## What you have to do
Search the records for the word "AudioCodec" and copy every line in which it occurs.

== Given data

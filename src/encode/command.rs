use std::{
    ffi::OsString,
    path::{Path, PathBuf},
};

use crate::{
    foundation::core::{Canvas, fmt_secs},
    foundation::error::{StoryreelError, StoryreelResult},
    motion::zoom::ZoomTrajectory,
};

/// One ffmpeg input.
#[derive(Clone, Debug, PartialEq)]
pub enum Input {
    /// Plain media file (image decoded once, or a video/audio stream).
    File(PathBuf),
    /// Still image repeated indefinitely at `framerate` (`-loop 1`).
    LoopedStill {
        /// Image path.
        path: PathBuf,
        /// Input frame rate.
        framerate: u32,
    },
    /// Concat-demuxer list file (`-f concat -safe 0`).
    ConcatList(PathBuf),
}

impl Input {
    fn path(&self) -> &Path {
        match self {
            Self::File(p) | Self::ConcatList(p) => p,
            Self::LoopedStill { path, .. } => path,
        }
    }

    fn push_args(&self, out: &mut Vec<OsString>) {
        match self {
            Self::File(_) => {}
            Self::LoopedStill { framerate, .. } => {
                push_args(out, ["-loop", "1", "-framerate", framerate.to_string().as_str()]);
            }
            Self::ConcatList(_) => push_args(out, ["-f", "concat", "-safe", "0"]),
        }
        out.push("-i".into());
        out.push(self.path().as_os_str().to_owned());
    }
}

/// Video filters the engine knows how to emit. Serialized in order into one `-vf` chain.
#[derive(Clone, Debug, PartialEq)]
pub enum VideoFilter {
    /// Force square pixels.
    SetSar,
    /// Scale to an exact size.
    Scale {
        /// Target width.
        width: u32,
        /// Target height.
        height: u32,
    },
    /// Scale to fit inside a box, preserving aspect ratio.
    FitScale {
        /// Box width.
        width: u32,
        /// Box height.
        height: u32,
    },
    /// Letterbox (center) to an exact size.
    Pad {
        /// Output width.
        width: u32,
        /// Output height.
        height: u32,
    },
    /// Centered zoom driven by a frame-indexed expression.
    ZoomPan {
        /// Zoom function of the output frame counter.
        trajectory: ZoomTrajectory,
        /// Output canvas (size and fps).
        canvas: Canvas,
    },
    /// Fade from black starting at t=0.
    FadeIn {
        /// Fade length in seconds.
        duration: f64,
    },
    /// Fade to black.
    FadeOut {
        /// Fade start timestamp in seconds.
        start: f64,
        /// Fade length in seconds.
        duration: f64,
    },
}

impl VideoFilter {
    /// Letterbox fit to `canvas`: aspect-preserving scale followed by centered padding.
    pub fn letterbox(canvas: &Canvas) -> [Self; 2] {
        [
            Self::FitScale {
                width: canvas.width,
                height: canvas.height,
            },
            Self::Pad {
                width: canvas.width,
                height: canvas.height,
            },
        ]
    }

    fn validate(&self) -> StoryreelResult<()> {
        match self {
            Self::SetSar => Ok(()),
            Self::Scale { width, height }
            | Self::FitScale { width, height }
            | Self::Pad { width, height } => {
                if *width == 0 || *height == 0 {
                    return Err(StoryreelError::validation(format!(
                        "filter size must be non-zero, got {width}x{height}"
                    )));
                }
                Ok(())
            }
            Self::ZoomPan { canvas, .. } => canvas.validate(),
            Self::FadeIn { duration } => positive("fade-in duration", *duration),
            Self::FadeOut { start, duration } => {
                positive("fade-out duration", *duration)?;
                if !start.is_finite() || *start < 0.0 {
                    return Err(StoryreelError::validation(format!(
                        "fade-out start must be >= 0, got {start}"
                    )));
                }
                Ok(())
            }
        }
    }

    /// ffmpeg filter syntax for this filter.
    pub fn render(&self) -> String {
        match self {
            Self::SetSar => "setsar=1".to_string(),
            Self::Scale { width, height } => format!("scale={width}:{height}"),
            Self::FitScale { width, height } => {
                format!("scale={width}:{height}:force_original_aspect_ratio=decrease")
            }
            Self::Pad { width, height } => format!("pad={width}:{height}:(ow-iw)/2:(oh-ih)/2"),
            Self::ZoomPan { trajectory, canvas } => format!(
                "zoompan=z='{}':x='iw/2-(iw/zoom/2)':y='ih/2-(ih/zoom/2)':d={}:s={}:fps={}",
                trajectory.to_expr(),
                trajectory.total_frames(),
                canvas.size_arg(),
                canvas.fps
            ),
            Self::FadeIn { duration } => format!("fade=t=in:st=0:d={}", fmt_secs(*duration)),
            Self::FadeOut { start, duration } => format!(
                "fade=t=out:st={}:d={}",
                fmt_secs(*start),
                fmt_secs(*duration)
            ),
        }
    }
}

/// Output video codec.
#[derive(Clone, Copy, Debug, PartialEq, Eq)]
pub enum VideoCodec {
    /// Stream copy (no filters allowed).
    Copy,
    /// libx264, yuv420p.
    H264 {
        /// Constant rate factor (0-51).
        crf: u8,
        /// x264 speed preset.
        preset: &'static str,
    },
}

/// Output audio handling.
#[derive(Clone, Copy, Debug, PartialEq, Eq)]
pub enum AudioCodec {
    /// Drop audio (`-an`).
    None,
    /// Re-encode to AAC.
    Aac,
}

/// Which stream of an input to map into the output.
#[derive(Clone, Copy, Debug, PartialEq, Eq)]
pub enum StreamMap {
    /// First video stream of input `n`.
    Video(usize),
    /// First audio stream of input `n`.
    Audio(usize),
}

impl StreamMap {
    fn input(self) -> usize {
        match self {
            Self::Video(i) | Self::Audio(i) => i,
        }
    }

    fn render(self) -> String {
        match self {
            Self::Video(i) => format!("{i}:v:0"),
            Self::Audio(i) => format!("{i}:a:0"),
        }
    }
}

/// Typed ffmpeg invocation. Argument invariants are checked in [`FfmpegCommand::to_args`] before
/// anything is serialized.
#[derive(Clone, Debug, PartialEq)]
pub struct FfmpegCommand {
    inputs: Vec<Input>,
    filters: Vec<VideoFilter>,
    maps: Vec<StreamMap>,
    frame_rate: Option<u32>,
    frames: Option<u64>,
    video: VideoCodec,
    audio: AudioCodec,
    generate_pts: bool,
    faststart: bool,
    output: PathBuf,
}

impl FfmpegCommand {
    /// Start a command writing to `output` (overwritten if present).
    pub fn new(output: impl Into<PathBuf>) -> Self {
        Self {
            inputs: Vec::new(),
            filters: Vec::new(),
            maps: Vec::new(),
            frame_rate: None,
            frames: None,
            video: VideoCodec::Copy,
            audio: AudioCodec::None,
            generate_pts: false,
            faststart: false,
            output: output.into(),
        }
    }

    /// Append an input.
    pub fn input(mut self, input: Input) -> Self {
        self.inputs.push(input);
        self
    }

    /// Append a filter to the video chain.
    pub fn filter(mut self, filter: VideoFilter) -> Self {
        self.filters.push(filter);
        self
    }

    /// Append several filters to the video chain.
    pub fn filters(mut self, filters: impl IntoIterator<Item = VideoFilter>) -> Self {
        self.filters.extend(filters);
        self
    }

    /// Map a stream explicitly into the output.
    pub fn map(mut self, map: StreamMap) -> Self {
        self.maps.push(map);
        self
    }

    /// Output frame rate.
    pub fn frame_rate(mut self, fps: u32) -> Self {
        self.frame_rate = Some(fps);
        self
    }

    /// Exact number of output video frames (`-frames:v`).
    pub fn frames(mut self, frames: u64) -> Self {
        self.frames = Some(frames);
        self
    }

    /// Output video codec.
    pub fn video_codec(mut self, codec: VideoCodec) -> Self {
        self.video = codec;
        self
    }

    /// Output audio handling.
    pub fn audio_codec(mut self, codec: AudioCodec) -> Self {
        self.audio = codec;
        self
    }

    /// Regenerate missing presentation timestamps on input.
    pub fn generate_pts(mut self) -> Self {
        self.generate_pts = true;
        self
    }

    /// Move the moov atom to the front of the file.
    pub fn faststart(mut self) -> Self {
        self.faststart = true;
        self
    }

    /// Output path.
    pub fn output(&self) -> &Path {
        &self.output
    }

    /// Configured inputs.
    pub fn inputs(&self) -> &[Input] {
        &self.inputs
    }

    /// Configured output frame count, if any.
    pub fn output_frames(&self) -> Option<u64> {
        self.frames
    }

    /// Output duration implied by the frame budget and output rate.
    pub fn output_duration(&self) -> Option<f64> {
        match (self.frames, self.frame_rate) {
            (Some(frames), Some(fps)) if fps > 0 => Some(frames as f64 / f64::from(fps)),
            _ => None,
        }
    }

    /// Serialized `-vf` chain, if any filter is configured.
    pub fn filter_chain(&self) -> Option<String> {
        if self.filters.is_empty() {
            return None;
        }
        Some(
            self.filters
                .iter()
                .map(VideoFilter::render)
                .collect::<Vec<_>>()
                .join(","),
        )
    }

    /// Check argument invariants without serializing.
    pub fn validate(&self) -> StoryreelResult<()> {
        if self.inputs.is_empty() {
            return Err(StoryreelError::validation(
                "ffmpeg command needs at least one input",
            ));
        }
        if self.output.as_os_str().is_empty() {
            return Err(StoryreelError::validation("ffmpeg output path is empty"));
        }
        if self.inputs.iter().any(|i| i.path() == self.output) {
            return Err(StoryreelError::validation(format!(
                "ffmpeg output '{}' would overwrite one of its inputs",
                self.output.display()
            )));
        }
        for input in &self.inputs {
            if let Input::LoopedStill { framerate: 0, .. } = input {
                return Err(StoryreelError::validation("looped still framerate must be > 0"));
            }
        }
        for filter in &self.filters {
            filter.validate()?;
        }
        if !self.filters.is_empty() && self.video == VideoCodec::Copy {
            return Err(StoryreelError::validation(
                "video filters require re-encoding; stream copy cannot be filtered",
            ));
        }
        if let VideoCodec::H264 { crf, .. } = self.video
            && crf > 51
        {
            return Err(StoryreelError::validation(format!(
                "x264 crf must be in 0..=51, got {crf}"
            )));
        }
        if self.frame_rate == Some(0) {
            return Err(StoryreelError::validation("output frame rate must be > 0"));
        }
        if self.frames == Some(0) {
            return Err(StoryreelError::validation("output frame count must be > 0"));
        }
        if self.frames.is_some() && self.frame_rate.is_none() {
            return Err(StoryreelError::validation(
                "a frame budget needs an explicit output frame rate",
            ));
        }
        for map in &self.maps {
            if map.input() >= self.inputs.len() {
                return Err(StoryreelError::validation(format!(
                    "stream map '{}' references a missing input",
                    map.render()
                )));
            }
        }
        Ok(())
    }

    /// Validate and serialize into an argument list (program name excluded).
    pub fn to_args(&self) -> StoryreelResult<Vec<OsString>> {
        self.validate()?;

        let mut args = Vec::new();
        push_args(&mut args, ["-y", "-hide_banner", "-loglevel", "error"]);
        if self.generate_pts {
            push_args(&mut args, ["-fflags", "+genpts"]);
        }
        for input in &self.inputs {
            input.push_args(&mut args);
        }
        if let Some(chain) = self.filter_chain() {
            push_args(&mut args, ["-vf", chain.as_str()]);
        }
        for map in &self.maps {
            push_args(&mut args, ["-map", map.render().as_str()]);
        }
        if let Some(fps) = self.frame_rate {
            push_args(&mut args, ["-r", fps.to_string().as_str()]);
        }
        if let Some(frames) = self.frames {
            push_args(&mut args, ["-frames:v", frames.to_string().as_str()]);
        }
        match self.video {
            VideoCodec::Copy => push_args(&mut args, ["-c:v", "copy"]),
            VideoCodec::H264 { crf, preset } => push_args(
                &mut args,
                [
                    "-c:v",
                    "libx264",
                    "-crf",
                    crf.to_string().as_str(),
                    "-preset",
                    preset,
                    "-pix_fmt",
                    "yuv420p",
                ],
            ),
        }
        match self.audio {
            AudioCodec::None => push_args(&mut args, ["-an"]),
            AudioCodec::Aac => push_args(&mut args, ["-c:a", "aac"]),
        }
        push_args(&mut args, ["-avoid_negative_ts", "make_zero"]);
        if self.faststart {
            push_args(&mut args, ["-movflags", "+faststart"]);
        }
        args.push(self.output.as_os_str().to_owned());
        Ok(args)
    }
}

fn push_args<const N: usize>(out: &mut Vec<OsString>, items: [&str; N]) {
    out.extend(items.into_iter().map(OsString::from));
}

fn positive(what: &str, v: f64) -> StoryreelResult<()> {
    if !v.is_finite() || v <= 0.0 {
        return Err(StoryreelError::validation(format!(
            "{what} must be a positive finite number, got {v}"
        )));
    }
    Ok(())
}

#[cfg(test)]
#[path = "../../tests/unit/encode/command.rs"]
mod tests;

====

## Answer for this exercise
pub enum AudioCodec {
    audio: AudioCodec,
            audio: AudioCodec::None,
    pub fn audio_codec(mut self, codec: AudioCodec) -> Self {
            AudioCodec::None => push_args(&mut args, ["-an"]),
            AudioCodec::Aac => push_args(&mut args, ["-c:a", "aac"]),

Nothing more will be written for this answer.